I once gave mom a note, shortly after I finished going back to school and moving to Roseburg, Oregon for a teaching job. In that note I tried to express what I could not say face to face: that whatever good I have in me, whatever level of decency that might be there, I believe I received directly from her. I gave the note to her at a time in her life that, in looking back, I don’t know whether or not she was able to read and understand it. But I’d like to think she could and that, even if she couldn’t, she still knew the depth of love and gratitude I tried so lamely to express. The love and gratitude that each of us feels for a mother who worked so hard, who tried so hard, who loved so deeply, despite every external and internal obstacle that might have been stacked against her.
If she were here with us today I would say thank you.

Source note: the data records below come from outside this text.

//! Tech-base compatibility, rules level and era availability.
//!
//! All three checks work over anything with a [`ComponentBase`], so
//! structural components and mounted equipment go through the same code.

use std::fmt;

use serde::{Deserialize, Serialize};

use crate::catalog::{ComponentCatalog, ComponentType};
use crate::equipment::EquipmentLookup;
use crate::error::Result;
use crate::tech::{ComponentBase, RulesLevel, TechBase, TechBaseMode, TechRated};
use crate::unit::UnitSnapshot;

/// Where a rated item came from.
#[derive(Debug, Clone, PartialEq, Eq, Serialize, Deserialize)]
pub enum ItemSource {
    /// A structural component selection.
    Component(ComponentType),
    /// A mounted equipment record, by id.
    Equipment(String),
}

impl fmt::Display for ItemSource {
    fn fmt(&self, f: &mut fmt::Formatter<'_>) -> fmt::Result {
        match self {
            Self::Component(t) => write!(f, "{} {t}", t.category()),
            Self::Equipment(id) => write!(f, "equipment {id}"),
        }
    }
}

/// Whether a component of `component` lineage is legal on a unit in `mode`.
///
/// Same lineage is legal, mixed tech allows anything, and Clan units may
/// carry Inner Sphere technology.
#[must_use]
pub const fn is_compatible(mode: TechBaseMode, component: TechBase) -> bool {
    match mode {
        TechBaseMode::Mixed(_) | TechBaseMode::Clan => true,
        TechBaseMode::InnerSphere => matches!(component, TechBase::InnerSphere),
    }
}

/// Every rated item on a unit: structural selections, then known equipment.
///
/// Unknown equipment ids are skipped.
pub fn rated_items<'a>(
    unit: &UnitSnapshot,
    catalog: &'a ComponentCatalog,
    lookup: &'a dyn EquipmentLookup,
) -> Result<Vec<(ItemSource, &'a ComponentBase)>> {
    let mut items = Vec::new();
    for component in unit.selected_components() {
        items.push((ItemSource::Component(component), catalog.base(component)?));
    }
    for mount in &unit.equipment {
        if let Some(record) = lookup.get_by_id(&mount.equipment_id) {
            items.push((ItemSource::Equipment(record.id.clone()), record.base()));
        }
    }
    Ok(items)
}

/// An item whose lineage is illegal on the unit.
#[derive(Debug, Clone, PartialEq, Eq, Serialize, Deserialize)]
pub struct TechBaseConflict {
    /// The offending item.
    pub source: ItemSource,
    /// Its display name.
    pub name: String,
    /// Its lineage.
    pub tech_base: TechBase,
    /// The unit's mode.
    pub unit_mode: TechBaseMode,
}

/// Every tech-base conflict on a unit.
pub fn tech_base_conflicts(
    unit: &UnitSnapshot,
    catalog: &ComponentCatalog,
    lookup: &dyn EquipmentLookup,
) -> Result<Vec<TechBaseConflict>> {
    Ok(rated_items(unit, catalog, lookup)?
        .into_iter()
        .filter(|(_, base)| !is_compatible(unit.tech_base_mode, base.tech_base))
        .map(|(source, base)| TechBaseConflict {
            source,
            name: base.name.clone(),
            tech_base: base.tech_base,
            unit_mode: unit.tech_base_mode,
        })
        .collect())
}

/// Highest rules level across every selected item.
pub fn effective_rules_level(
    unit: &UnitSnapshot,
    catalog: &ComponentCatalog,
    lookup: &dyn EquipmentLookup,
) -> Result<RulesLevel> {
    Ok(rated_items(unit, catalog, lookup)?
        .iter()
        .map(|(_, base)| base.rules_level)
        .max()
        .unwrap_or_default())
}

/// Items above a rules level, with their level.
pub fn items_above_rules_level(
    unit: &UnitSnapshot,
    catalog: &ComponentCatalog,
    lookup: &dyn EquipmentLookup,
    max: RulesLevel,
) -> Result<Vec<(ItemSource, String, RulesLevel)>> {
    Ok(rated_items(unit, catalog, lookup)?
        .into_iter()
        .filter(|(_, base)| base.rules_level > max)
        .map(|(source, base)| (source, base.name.clone(), base.rules_level))
        .collect())
}

/// Items not yet introduced in `year`, with their introduction year.
pub fn unavailable_items(
    unit: &UnitSnapshot,
    catalog: &ComponentCatalog,
    lookup: &dyn EquipmentLookup,
    year: u16,
) -> Result<Vec<(ItemSource, String, u16)>> {
    Ok(rated_items(unit, catalog, lookup)?
        .into_iter()
        .filter(|(_, base)| !base.available_in(year))
        .map(|(source, base)| (source, base.name.clone(), base.introduction_year))
        .collect())
}

#[cfg(test)]
mod tests {
    use super::*;
    use crate::catalog::{catalog, EngineType, HeatSinkType};
    use crate::equipment::{EquipmentCategory, EquipmentRecord, StaticEquipmentLookup};
    use crate::location::MechLocation;
    use crate::math::Fixed;
    use crate::unit::{sample_unit, MountedEquipment};

    #[test]
    fn test_compatibility_matrix() {
        use TechBase::{Clan, InnerSphere};
        assert!(is_compatible(TechBaseMode::InnerSphere, InnerSphere));
        assert!(!is_compatible(TechBaseMode::InnerSphere, Clan));
        assert!(is_compatible(TechBaseMode::Clan, Clan));
        assert!(is_compatible(TechBaseMode::Clan, InnerSphere));
        assert!(is_compatible(TechBaseMode::Mixed(InnerSphere), Clan));
    }

    #[test]
    fn test_inner_sphere_unit_with_clan_parts() {
        let mut unit = sample_unit();
        unit.engine.engine_type = EngineType::XlClan;
        unit.heat_sinks.heat_sink_type = HeatSinkType::DoubleClan;
        let lookup = StaticEquipmentLookup::new();
        let conflicts = tech_base_conflicts(&unit, catalog(), &lookup).unwrap();
        assert_eq!(conflicts.len(), 2);
        assert!(conflicts
            .iter()
            .any(|c| c.source == ItemSource::Component(ComponentType::Engine(EngineType::XlClan))));

        unit.tech_base_mode = TechBaseMode::Mixed(TechBase::InnerSphere);
        assert!(tech_base_conflicts(&unit, catalog(), &lookup).unwrap().is_empty());
    }

    #[test]
    fn test_equipment_is_checked() {
        let mut unit = sample_unit();
        unit.equipment
            .push(MountedEquipment::new("er-ml-clan", MechLocation::RightArm));
        let lookup = StaticEquipmentLookup::from_records(vec![EquipmentRecord::new(
            "er-ml-clan",
            ComponentBase::new("ER Medium Laser (Clan)", TechBase::Clan, RulesLevel::Standard, 2824),
            EquipmentCategory::EnergyWeapon,
            Fixed::ONE,
            1,
        )]);
        let conflicts = tech_base_conflicts(&unit, catalog(), &lookup).unwrap();
        assert_eq!(conflicts.len(), 1);
        assert_eq!(conflicts[0].source, ItemSource::Equipment("er-ml-clan".to_string()));
        assert_eq!(
            effective_rules_level(&unit, catalog(), &lookup).unwrap(),
            RulesLevel::Standard
        );
    }

    #[test]
    fn test_effective_rules_level() {
        let mut unit = sample_unit();
        let lookup = StaticEquipmentLookup::new();
        assert_eq!(
            effective_rules_level(&unit, catalog(), &lookup).unwrap(),
            RulesLevel::Introductory
        );
        unit.engine.engine_type = EngineType::XxlInnerSphere;
        assert_eq!(
            effective_rules_level(&unit, catalog(), &lookup).unwrap(),
            RulesLevel::Experimental
        );
        let above = items_above_rules_level(&unit, catalog(), &lookup, RulesLevel::Standard).unwrap();
        assert_eq!(above.len(), 1);
    }

    #[test]
    fn test_unavailable_items() {
        let mut unit = sample_unit();
        unit.engine.engine_type = EngineType::XlInnerSphere;
        let lookup = StaticEquipmentLookup::new();
        assert_eq!(unavailable_items(&unit, catalog(), &lookup, 3025).unwrap().len(), 0);
        let early = unavailable_items(&unit, catalog(), &lookup, 2500).unwrap();
        assert_eq!(early.len(), 1);
        assert_eq!(early[0].2, 2579);
    }
}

I would thank her for her gifts:
* The subscription to Dr. Seuss books when I was very young, that started a life-long
love for reading and books.
* The candy bars brought home from the grocery store –just for me and no one else
* The electric typewriter she gave me for graduation, the biggest symbol of her
confidence in knowing that her youngest loved to write.
* The beaters from the mixer, dripping gooey and good with chocolate cake mix.
I would thank her for her protection:
* The automatic seat-belts she employed, her arm slamming against your chest if she felt
the need to brake a bit hard –which was fairly often.
* Her covering my back when it came to dad and I knew I was really in for trouble and
probably well deserved it.
I would thank her for her discipline (or her attempts at discipline):
* The times she wore herself to a frazzle with a belt while we wondered what it was that
was patting at our butts and legs.
* The time she bought “Mom’s Helping Hand,” a plywood paddle she used to try and
keep Gary, Glen and I in line on our vacation through Oregon. (She quickly found out the flat side
had little effect, but using the edge was much, much more effective).
Her’s was a tender heart:
* A heart that often may not have known how to deal with the conflicts it faced, but never wished
for harm to any she knew and loved.
* A heart that showed itself –along with about four pounds of butter— in the bread she made.
* A heart that worked hard to raise five kids and the emotional turmoil that kids bring without even
being aware they bring it.
* A heart that stood solid in a marriage that, like most marriages, had more than its share of
* A heart that found joy in children: a joy that I hoped my own children would feel, recognize and make their own.
* A heart that instinctively knew how to take a boy –who often felt lost, confused and alone— and
make him feel special and unique.
* A heart that each of us holds so very closely. A heart uniquely human.
I will always remember and miss that tender heart, that decency, that underlying strength. I only hope that I’ve been able to reflect a small part of the goodness that was in her to my own kids, so it will continue to radiate out and touch the lives of others.
I will be forever grateful to you mom.
Through you I know…I am certain…there is goodness in the world.
I will always miss you.
I will never, ever stop loving you.
And I will always be proud to say you were my mom.